Iyad et Nour, palestiniens de Jérusalem-Est, s’apprêtent à immigrer à Paris. Lui est chirurgien, elle – actrice. Sur le chemin de l’aéroport,
Iyad est ramené à son hôpital pour un cas d’urgence. Leur départ est suspendu et Nour va remettre en cause leur voyage et leur couple.
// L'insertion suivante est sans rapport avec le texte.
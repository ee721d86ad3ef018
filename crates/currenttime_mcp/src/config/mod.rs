use std::time::Duration;

use url::Url;

use crate::core::{
    error::{CurrentTimeError, CurrentTimeResult},
    utils::{self, GEO_LOOKUP_TIMEOUT},
};

/// Geolocation lookup configuration, fixed once at startup
#[derive(Debug, Clone)]
pub struct GeoConfig {
    pub base_url: Url,
    pub api_key: Option<String>,
    pub timeout: Duration,
    pub user_agent: String,
}

impl GeoConfig {
    /// Build a configuration from a provider base URL and an optional API key.
    ///
    /// Only `http` and `https` base URLs are accepted. A blank key counts as absent.
    pub fn new(base_url: &str, api_key: Option<String>) -> CurrentTimeResult<Self> {
        let base_url = Url::parse(base_url.trim()).map_err(|e| CurrentTimeError::InvalidConfig {
            message: format!("base URL '{}': {}", base_url, e),
        })?;

        if !matches!(base_url.scheme(), "http" | "https") {
            return Err(CurrentTimeError::InvalidConfig {
                message: format!("base URL '{}' must use http or https", base_url),
            });
        }

        let api_key = api_key
            .map(|key| key.trim().to_string())
            .filter(|key| !key.is_empty());

        Ok(Self {
            base_url,
            api_key,
            timeout: GEO_LOOKUP_TIMEOUT,
            user_agent: utils::user_agent(),
        })
    }

    /// Base URL for display, with the API key never included
    pub fn describe(&self) -> String {
        match &self.api_key {
            Some(key) => format!("{} (key {})", self.base_url, utils::redact(key)),
            None => self.base_url.to_string(),
        }
    }
}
«Ma Bible – quand j’écris un scénario – est la Poétique d’Aristote. Mon premier long métrage, Atash / La Soif, est aussi très inspiré par Shakespeare. Dans Derniers jours à Jérusalem, mes autres sources d’inspiration étaient Scènes de la vie conjugale d’Ingmar Bergman, Le dernier tango à Paris de Bertolucci, La nuit d’Antonioni et Le mépris de Jean-Luc Godard. Je voulais que l’histoire du couple commence par une blessure – une fille paumée et enceinte rencontre un chirurgien solitaire.»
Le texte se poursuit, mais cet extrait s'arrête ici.